Alberto e i suoi compari si guardarono in faccia e poi scoppiarono a ridere, piegati in due.

“Sei proprio una sagoma… caccia quei soldi, che non abbiamo tempo da perdere!”

“Ti ho detto che dovrai venire a prenderteli a mezzanotte… o devo pensare che hai paura?”

Ludovico aveva toccato il tasto giusto. Mai e poi mai Alberto avrebbe perso la faccia davanti ai compari.

“Ve bene… ci vediamo stasera!”

“Certo, non ci sarà anima viva… a parte il fantasma…” concluse Ludovico con un sussurro.

“Capo, ma sei sicuro che non sia una trappola?”

“E se dentro ci aspettasse qualcuno?”

“E se ci fosse davvero un fantasma?”

Alberto puntò la torcia in faccia ai compari e li guardò di brutto. “Fate silenzio, manica di rammolliti. Quel signorino ha voglia di prenderci in giro, ma non sa ancora chi siamo! Andiamo, è mezzanotte.”

Il gruppetto si diresse verso la porta posteriore della casa, che era aperta come aveva detto Ludovico. Lui stesso era lì in piedi che li aspettava. In silenzio li accompagnò lungo le scale di servizio, che di tanto in tanto cigolavano sotto il loro peso, su su fino alla soffitta. Alberto fingeva una tranquillità che non provava e i suoi compari invece non facevano nulla per nascondere la paura. La porta della soffitta cigolò sui cardini arrugginiti come se qualcuno l’avesse aperta dall’interno e Alberto dovette afferrare i compagni per le magliette, prima che se la svignassero.

“Adesso mi sono stufato… dove sono i soldi?” borbottò Alberto, cercando di nascondere il tremito della voce.

“Là, dietro quel paravento. C’è un tavolino e i soldi sono lì sopra.” sussurrò Ludovico.

“Venitemi dietro…” bofonchiò Alberto mentre Ludovico arretrava in silenzio e prendeva dalla tasca il cellulare.

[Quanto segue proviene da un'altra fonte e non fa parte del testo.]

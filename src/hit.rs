#[cfg(test)]
#[path = "hit_test.rs"]
mod hit_test;

use crate::camera::{Camera, Point};
use crate::consts::HANDLE_RADIUS_PX;
use crate::input::Selection;
use crate::model::{Rect, Room};
use crate::session::LayoutSession;

/// Which part of an entity was hit.
#[derive(Debug, Clone, Copy, PartialEq, Eq)]
pub enum HitPart {
    Body,
    ResizeHandle(ResizeHandle),
}

/// Handle position for resizing a room: four corners plus four edge midpoints.
#[derive(Debug, Clone, Copy, PartialEq, Eq)]
pub enum ResizeHandle {
    N,
    Ne,
    E,
    Se,
    S,
    Sw,
    W,
    Nw,
}

impl ResizeHandle {
    /// All eight handles in hit-test order.
    pub const ALL: [Self; 8] = [
        Self::Nw,
        Self::N,
        Self::Ne,
        Self::E,
        Self::Se,
        Self::S,
        Self::Sw,
        Self::W,
    ];

    #[must_use]
    pub fn moves_west(self) -> bool {
        matches!(self, Self::W | Self::Nw | Self::Sw)
    }

    #[must_use]
    pub fn moves_east(self) -> bool {
        matches!(self, Self::E | Self::Ne | Self::Se)
    }

    #[must_use]
    pub fn moves_north(self) -> bool {
        matches!(self, Self::N | Self::Nw | Self::Ne)
    }

    #[must_use]
    pub fn moves_south(self) -> bool {
        matches!(self, Self::S | Self::Sw | Self::Se)
    }

    /// World-space position of this handle on the boundary of `rect`.
    #[must_use]
    pub fn position(self, rect: &Rect) -> Point {
        let cx = (rect.start_x + rect.end_x) / 2.0;
        let cy = (rect.start_y + rect.end_y) / 2.0;
        match self {
            Self::Nw => Point::new(rect.start_x, rect.start_y),
            Self::N => Point::new(cx, rect.start_y),
            Self::Ne => Point::new(rect.end_x, rect.start_y),
            Self::E => Point::new(rect.end_x, cy),
            Self::Se => Point::new(rect.end_x, rect.end_y),
            Self::S => Point::new(cx, rect.end_y),
            Self::Sw => Point::new(rect.start_x, rect.end_y),
            Self::W => Point::new(rect.start_x, cy),
        }
    }
}

/// Result of a hit test.
#[derive(Debug, Clone, Copy, PartialEq)]
pub struct Hit {
    pub target: Selection,
    pub part: HitPart,
}

fn handle_under(room: &Room, world_pt: Point, slop: f64) -> Option<ResizeHandle> {
    ResizeHandle::ALL.into_iter().find(|handle| {
        let p = handle.position(&room.rect);
        (p.x - world_pt.x).abs() <= slop && (p.y - world_pt.y).abs() <= slop
    })
}

/// Test what lies under `world_pt` on the given floor.
///
/// Resize handles of the selected room are checked first (with screen-space
/// slop scaled through the camera), then furniture topmost-first, then
/// connectors, then room bodies. Rooms on one floor never overlap, so room
/// iteration order does not matter; furniture is ordered by z-index.
#[must_use]
pub fn hit_test(
    world_pt: Point,
    session: &LayoutSession,
    camera: &Camera,
    floor: i32,
) -> Option<Hit> {
    let slop = camera.screen_dist_to_world(HANDLE_RADIUS_PX);

    if let Some(Selection::Room(id)) = session.selection {
        if let Some(room) = session.room(id) {
            if room.floor == floor {
                if let Some(handle) = handle_under(room, world_pt, slop) {
                    return Some(Hit {
                        target: Selection::Room(id),
                        part: HitPart::ResizeHandle(handle),
                    });
                }
            }
        }
    }

    for item in session.furniture_sorted().into_iter().rev() {
        let Some(room) = session.room(item.room_id) else {
            continue;
        };
        if room.floor != floor {
            continue;
        }
        let rel = room.to_room_relative(world_pt);
        if item.rel_rect().contains_point(rel) {
            return Some(Hit { target: Selection::Furniture(item.id), part: HitPart::Body });
        }
    }

    for conn in session.connectors_sorted() {
        let on_floor = session
            .room(conn.from_room)
            .is_some_and(|r| r.floor == floor);
        if !on_floor {
            continue;
        }
        let half_w = (conn.width / 2.0).max(slop);
        let half_h = (conn.height / 2.0).max(slop);
        let rect = Rect::centered(Point::new(conn.x, conn.y), half_w * 2.0, half_h * 2.0);
        if rect.contains_point(world_pt) {
            return Some(Hit { target: Selection::Connector(conn.id), part: HitPart::Body });
        }
    }

    for room in session.rooms_on_floor(floor) {
        if room.rect.contains_point(world_pt) {
            return Some(Hit { target: Selection::Room(room.id), part: HitPart::Body });
        }
    }

    None
}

Il paravento si mosse e crollò a terra, poi Guendalina si slanciò sul gruppetto, le mani ad artiglio, la bocca spalancata e sanguinante, lanciando ululati che facevano accapponare la pelle. I ragazzi si dispersero per la soffitta, gridando di terrore, ma Guendalina sembrava essere ovunque; cercarono scampo dietro i mobili accatastati, urlando a squarciagola ogni volta in cui il suo gelido tocco li sfiorava.

“Urlate pure quanto volete,” li canzonava Ludovico, “non c’è nessuno che vi possa sentire… sto riprendendo tutto con il cellulare!”

Finalmente Alberto riuscì a trovare la porta e fuggì, incurante dei compagni che ancora tentavano di nascondersi qua e là.

“Andatevene prima che per voi sia troppo tardi…” ululò Guendalina e ai quattro non parve vero di trovare la porta spalancata e seguire le orme del capo.



Ludovico caricò il video su YouTube e in pochi giorni diventò virale.

I professori dell’Alta Scuola di Formazione Fantasmatica conferirono a Guendalina il diploma in virtù della sua straordinaria prova e la zia Amabile tornò nella pianura padana giustamente orgogliosa, pronta a raccontare a tutti le prodezze della sua discendente.

Di Alberto e della sua banda non si seppe più nulla e Ludovico continuò a tornare nella grande casa di famiglia per le vacanze, portandovi poi i figli e i nipoti e tutti loro, grandi e piccoli, non mancavano mai di passare a dare un saluto a Guendalina, che li guardava serena dal grande ritratto nella galleria.